> **Your instructions**
Should any entry look odd, write it out exactly anyway, along with all the rest.

> **Material for the task**
//! # Component registry - directory of live pools and controllers.
//!
//! The registry maps `(ResourceKind, ResourceKey)` to the one live component
//! that manages it. Components add themselves when they are created by the
//! [`Manager`](crate::Manager) and remove themselves when they are disposed.
//!
//! ## Architecture
//! ```text
//! Manager::initialize_*() ─► component::new() ─► Registry::register(component)
//!                                                   ├─► Ok  → ComponentRegistered
//!                                                   └─► Err → DuplicateRejected (DuplicateKey)
//! component.dispose()     ─► Registry::unregister(kind, key, id) → ComponentRemoved
//! Manager lookups         ─► Registry::pool / pools / single_slot / persistent / ...
//! ```
//!
//! ## Rules
//! - At most one live component per `(kind, key)`.
//! - `unregister` only removes the entry if the id matches, so a disposed
//!   component can never evict its successor.
//! - Locks are held for the map operation only, never across an `.await`.
//! - The single slot is claimed at most once per registry.

use std::collections::HashMap;
use std::sync::Arc;
use std::sync::atomic::{AtomicBool, AtomicU64, Ordering};

use parking_lot::RwLock;

use crate::{
    error::PreloadError,
    events::{Bus, Event, EventKind},
    resources::{Provider, ResourceKey, ResourceKind},
};

use super::{persistent::Persistent, pool::Pool, single_slot::SingleSlot};

static COMPONENT_ID: AtomicU64 = AtomicU64::new(1);

/// Allocates a process-unique component id.
pub(crate) fn next_component_id() -> u64 {
    COMPONENT_ID.fetch_add(1, Ordering::Relaxed)
}

/// A live component held by the registry.
pub(crate) enum Component<P: Provider> {
    Pool(Arc<Pool<P>>),
    SingleSlot(Arc<SingleSlot<P>>),
    Persistent(Arc<Persistent<P>>),
}

impl<P: Provider> Component<P> {
    fn id(&self) -> u64 {
        match self {
            Component::Pool(c) => c.id(),
            Component::SingleSlot(c) => c.id(),
            Component::Persistent(c) => c.id(),
        }
    }

    fn kind(&self) -> ResourceKind {
        match self {
            Component::Pool(c) => c.kind(),
            Component::SingleSlot(_) => ResourceKind::AppOpen,
            Component::Persistent(_) => ResourceKind::Banner,
        }
    }

    fn key(&self) -> &ResourceKey {
        match self {
            Component::Pool(c) => c.key(),
            Component::SingleSlot(c) => c.key(),
            Component::Persistent(c) => c.key(),
        }
    }

    pub(crate) fn dispose(&self) {
        match self {
            Component::Pool(c) => c.dispose(),
            Component::SingleSlot(c) => c.dispose(),
            Component::Persistent(c) => c.dispose(),
        }
    }
}

impl<P: Provider> Clone for Component<P> {
    fn clone(&self) -> Self {
        match self {
            Component::Pool(c) => Component::Pool(Arc::clone(c)),
            Component::SingleSlot(c) => Component::SingleSlot(Arc::clone(c)),
            Component::Persistent(c) => Component::Persistent(Arc::clone(c)),
        }
    }
}

/// Directory of live components keyed by `(kind, key)`.
pub struct Registry<P: Provider> {
    entries: RwLock<HashMap<ResourceKind, HashMap<ResourceKey, Component<P>>>>,
    single_slot_claimed: AtomicBool,
    bus: Bus,
}

impl<P: Provider> Registry<P> {
    /// Creates a new empty registry.
    pub(crate) fn new(bus: Bus) -> Arc<Self> {
        Arc::new(Self {
            entries: RwLock::new(HashMap::new()),
            single_slot_claimed: AtomicBool::new(false),
            bus,
        })
    }

    /// Adds a component; fails with `DuplicateKey` if its `(kind, key)` is live.
    pub(crate) fn register(&self, component: Component<P>) -> Result<(), PreloadError> {
        let kind = component.kind();
        let key = component.key().clone();

        {
            let mut entries = self.entries.write();
            let family = entries.entry(kind).or_default();
            if family.contains_key(&key) {
                drop(entries);
                self.bus.publish(
                    Event::new(EventKind::DuplicateRejected)
                        .with_resource(kind, key.shared())
                        .with_reason("component_already_exists"),
                );
                return Err(PreloadError::DuplicateKey {
                    kind,
                    key: key.to_string(),
                });
            }
            family.insert(key.clone(), component);
        }

        self.bus
            .publish(Event::new(EventKind::ComponentRegistered).with_resource(kind, key.shared()));
        Ok(())
    }

    /// Removes the entry for `(kind, key)` if it belongs to component `id`.
    ///
    /// Returns `true` if an entry was removed. Idempotent.
    pub(crate) fn unregister(&self, kind: ResourceKind, key: &ResourceKey, id: u64) -> bool {
        let removed = {
            let mut entries = self.entries.write();
            match entries.get_mut(&kind) {
                Some(family) if family.get(key).is_some_and(|c| c.id() == id) => {
                    family.remove(key);
                    true
                }
                _ => false,
            }
        };
        if removed {
            self.bus
                .publish(Event::new(EventKind::ComponentRemoved).with_resource(kind, key.shared()));
        }
        removed
    }

    /// Claims the process-wide single slot; `false` if it was claimed before.
    pub(crate) fn claim_single_slot(&self) -> bool {
        !self.single_slot_claimed.swap(true, Ordering::AcqRel)
    }

    /// Clones every live component (for shutdown).
    pub(crate) fn snapshot(&self) -> Vec<Component<P>> {
        self.entries
            .read()
            .values()
            .flat_map(|family| family.values().cloned())
            .collect()
    }

    fn get(&self, kind: ResourceKind, key: &str) -> Option<Component<P>> {
        self.entries.read().get(&kind)?.get(key).cloned()
    }

    fn family(&self, kind: ResourceKind) -> Vec<Component<P>> {
        let entries = self.entries.read();
        let mut out: Vec<(ResourceKey, Component<P>)> = entries
            .get(&kind)
            .map(|family| family.iter().map(|(k, c)| (k.clone(), c.clone())).collect())
            .unwrap_or_default();
        drop(entries);
        out.sort_unstable_by(|a, b| a.0.cmp(&b.0));
        out.into_iter().map(|(_, c)| c).collect()
    }

    /// Returns the live pool for `(kind, key)`, if any.
    pub fn pool(&self, kind: ResourceKind, key: &str) -> Option<Arc<Pool<P>>> {
        match self.get(kind, key)? {
            Component::Pool(p) => Some(p),
            _ => None,
        }
    }

    /// Returns every live pool of `kind`, sorted by key.
    pub fn pools(&self, kind: ResourceKind) -> Vec<Arc<Pool<P>>> {
        self.family(kind)
            .into_iter()
            .filter_map(|c| match c {
                Component::Pool(p) => Some(p),
                _ => None,
            })
            .collect()
    }

    /// Returns the live single slot, if any.
    pub fn single_slot(&self) -> Option<Arc<SingleSlot<P>>> {
        self.family(ResourceKind::AppOpen)
            .into_iter()
            .find_map(|c| match c {
                Component::SingleSlot(s) => Some(s),
                _ => None,
            })
    }

    /// Returns the live persistent controller for `key`, if any.
    pub fn persistent(&self, key: &str) -> Option<Arc<Persistent<P>>> {
        match self.get(ResourceKind::Banner, key)? {
            Component::Persistent(p) => Some(p),
            _ => None,
        }
    }

    /// Returns every live persistent controller, sorted by key.
    pub fn persistents(&self) -> Vec<Arc<Persistent<P>>> {
        self.family(ResourceKind::Banner)
            .into_iter()
            .filter_map(|c| match c {
                Component::Persistent(p) => Some(p),
                _ => None,
            })
            .collect()
    }

    /// Number of live components across all families.
    pub fn len(&self) -> usize {
        self.entries.read().values().map(HashMap::len).sum()
    }

    /// True if no component is live.
    pub fn is_empty(&self) -> bool {
        self.len() == 0
    }
}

> **The completed task**
//! # Component registry - directory of live pools and controllers.
//!
//! The registry maps `(ResourceKind, ResourceKey)` to the one live component
//! that manages it. Components add themselves when they are created by the
//! [`Manager`](crate::Manager) and remove themselves when they are disposed.
//!
//! ## Architecture
//! ```text
//! Manager::initialize_*() ─► component::new() ─► Registry::register(component)
//!                                                   ├─► Ok  → ComponentRegistered
//!                                                   └─► Err → DuplicateRejected (DuplicateKey)
//! component.dispose()     ─► Registry::unregister(kind, key, id) → ComponentRemoved
//! Manager lookups         ─► Registry::pool / pools / single_slot / persistent / ...
//! ```
//!
//! ## Rules
//! - At most one live component per `(kind, key)`.
//! - `unregister` only removes the entry if the id matches, so a disposed
//!   component can never evict its successor.
//! - Locks are held for the map operation only, never across an `.await`.
//! - The single slot is claimed at most once per registry.

use std::collections::HashMap;
use std::sync::Arc;
use std::sync::atomic::{AtomicBool, AtomicU64, Ordering};

use parking_lot::RwLock;

use crate::{
    error::PreloadError,
    events::{Bus, Event, EventKind},
    resources::{Provider, ResourceKey, ResourceKind},
};

use super::{persistent::Persistent, pool::Pool, single_slot::SingleSlot};

static COMPONENT_ID: AtomicU64 = AtomicU64::new(1);

/// Allocates a process-unique component id.
pub(crate) fn next_component_id() -> u64 {
    COMPONENT_ID.fetch_add(1, Ordering::Relaxed)
}

/// A live component held by the registry.
pub(crate) enum Component<P: Provider> {
    Pool(Arc<Pool<P>>),
    SingleSlot(Arc<SingleSlot<P>>),
    Persistent(Arc<Persistent<P>>),
}

impl<P: Provider> Component<P> {
    fn id(&self) -> u64 {
        match self {
            Component::Pool(c) => c.id(),
            Component::SingleSlot(c) => c.id(),
            Component::Persistent(c) => c.id(),
        }
    }

    fn kind(&self) -> ResourceKind {
        match self {
            Component::Pool(c) => c.kind(),
            Component::SingleSlot(_) => ResourceKind::AppOpen,
            Component::Persistent(_) => ResourceKind::Banner,
        }
    }

    fn key(&self) -> &ResourceKey {
        match self {
            Component::Pool(c) => c.key(),
            Component::SingleSlot(c) => c.key(),
            Component::Persistent(c) => c.key(),
        }
    }

    pub(crate) fn dispose(&self) {
        match self {
            Component::Pool(c) => c.dispose(),
            Component::SingleSlot(c) => c.dispose(),
            Component::Persistent(c) => c.dispose(),
        }
    }
}

impl<P: Provider> Clone for Component<P> {
    fn clone(&self) -> Self {
        match self {
            Component::Pool(c) => Component::Pool(Arc::clone(c)),
            Component::SingleSlot(c) => Component::SingleSlot(Arc::clone(c)),
            Component::Persistent(c) => Component::Persistent(Arc::clone(c)),
        }
    }
}

/// Directory of live components keyed by `(kind, key)`.
pub struct Registry<P: Provider> {
    entries: RwLock<HashMap<ResourceKind, HashMap<ResourceKey, Component<P>>>>,
    single_slot_claimed: AtomicBool,
    bus: Bus,
}

impl<P: Provider> Registry<P> {
    /// Creates a new empty registry.
    pub(crate) fn new(bus: Bus) -> Arc<Self> {
        Arc::new(Self {
            entries: RwLock::new(HashMap::new()),
            single_slot_claimed: AtomicBool::new(false),
            bus,
        })
    }

    /// Adds a component; fails with `DuplicateKey` if its `(kind, key)` is live.
    pub(crate) fn register(&self, component: Component<P>) -> Result<(), PreloadError> {
        let kind = component.kind();
        let key = component.key().clone();

        {
            let mut entries = self.entries.write();
            let family = entries.entry(kind).or_default();
            if family.contains_key(&key) {
                drop(entries);
                self.bus.publish(
                    Event::new(EventKind::DuplicateRejected)
                        .with_resource(kind, key.shared())
                        .with_reason("component_already_exists"),
                );
                return Err(PreloadError::DuplicateKey {
                    kind,
                    key: key.to_string(),
                });
            }
            family.insert(key.clone(), component);
        }

        self.bus
            .publish(Event::new(EventKind::ComponentRegistered).with_resource(kind, key.shared()));
        Ok(())
    }

    /// Removes the entry for `(kind, key)` if it belongs to component `id`.
    ///
    /// Returns `true` if an entry was removed. Idempotent.
    pub(crate) fn unregister(&self, kind: ResourceKind, key: &ResourceKey, id: u64) -> bool {
        let removed = {
            let mut entries = self.entries.write();
            match entries.get_mut(&kind) {
                Some(family) if family.get(key).is_some_and(|c| c.id() == id) => {
                    family.remove(key);
                    true
                }
                _ => false,
            }
        };
        if removed {
            self.bus
                .publish(Event::new(EventKind::ComponentRemoved).with_resource(kind, key.shared()));
        }
        removed
    }

    /// Claims the process-wide single slot; `false` if it was claimed before.
    pub(crate) fn claim_single_slot(&self) -> bool {
        !self.single_slot_claimed.swap(true, Ordering::AcqRel)
    }

    /// Clones every live component (for shutdown).
    pub(crate) fn snapshot(&self) -> Vec<Component<P>> {
        self.entries
            .read()
            .values()
            .flat_map(|family| family.values().cloned())
            .collect()
    }

    fn get(&self, kind: ResourceKind, key: &str) -> Option<Component<P>> {
        self.entries.read().get(&kind)?.get(key).cloned()
    }

    fn family(&self, kind: ResourceKind) -> Vec<Component<P>> {
        let entries = self.entries.read();
        let mut out: Vec<(ResourceKey, Component<P>)> = entries
            .get(&kind)
            .map(|family| family.iter().map(|(k, c)| (k.clone(), c.clone())).collect())
            .unwrap_or_default();
        drop(entries);
        out.sort_unstable_by(|a, b| a.0.cmp(&b.0));
        out.into_iter().map(|(_, c)| c).collect()
    }

    /// Returns the live pool for `(kind, key)`, if any.
    pub fn pool(&self, kind: ResourceKind, key: &str) -> Option<Arc<Pool<P>>> {
        match self.get(kind, key)? {
            Component::Pool(p) => Some(p),
            _ => None,
        }
    }

    /// Returns every live pool of `kind`, sorted by key.
    pub fn pools(&self, kind: ResourceKind) -> Vec<Arc<Pool<P>>> {
        self.family(kind)
            .into_iter()
            .filter_map(|c| match c {
                Component::Pool(p) => Some(p),
                _ => None,
            })
            .collect()
    }

    /// Returns the live single slot, if any.
    pub fn single_slot(&self) -> Option<Arc<SingleSlot<P>>> {
        self.family(ResourceKind::AppOpen)
            .into_iter()
            .find_map(|c| match c {
                Component::SingleSlot(s) => Some(s),
                _ => None,
            })
    }

    /// Returns the live persistent controller for `key`, if any.
    pub fn persistent(&self, key: &str) -> Option<Arc<Persistent<P>>> {
        match self.get(ResourceKind::Banner, key)? {
            Component::Persistent(p) => Some(p),
            _ => None,
        }
    }

    /// Returns every live persistent controller, sorted by key.
    pub fn persistents(&self) -> Vec<Arc<Persistent<P>>> {
        self.family(ResourceKind::Banner)
            .into_iter()
            .filter_map(|c| match c {
                Component::Persistent(p) => Some(p),
                _ => None,
            })
            .collect()
    }

    /// Number of live components across all families.
    pub fn len(&self) -> usize {
        self.entries.read().values().map(HashMap::len).sum()
    }

    /// True if no component is live.
    pub fn is_empty(&self) -> bool {
        self.len() == 0
    }
}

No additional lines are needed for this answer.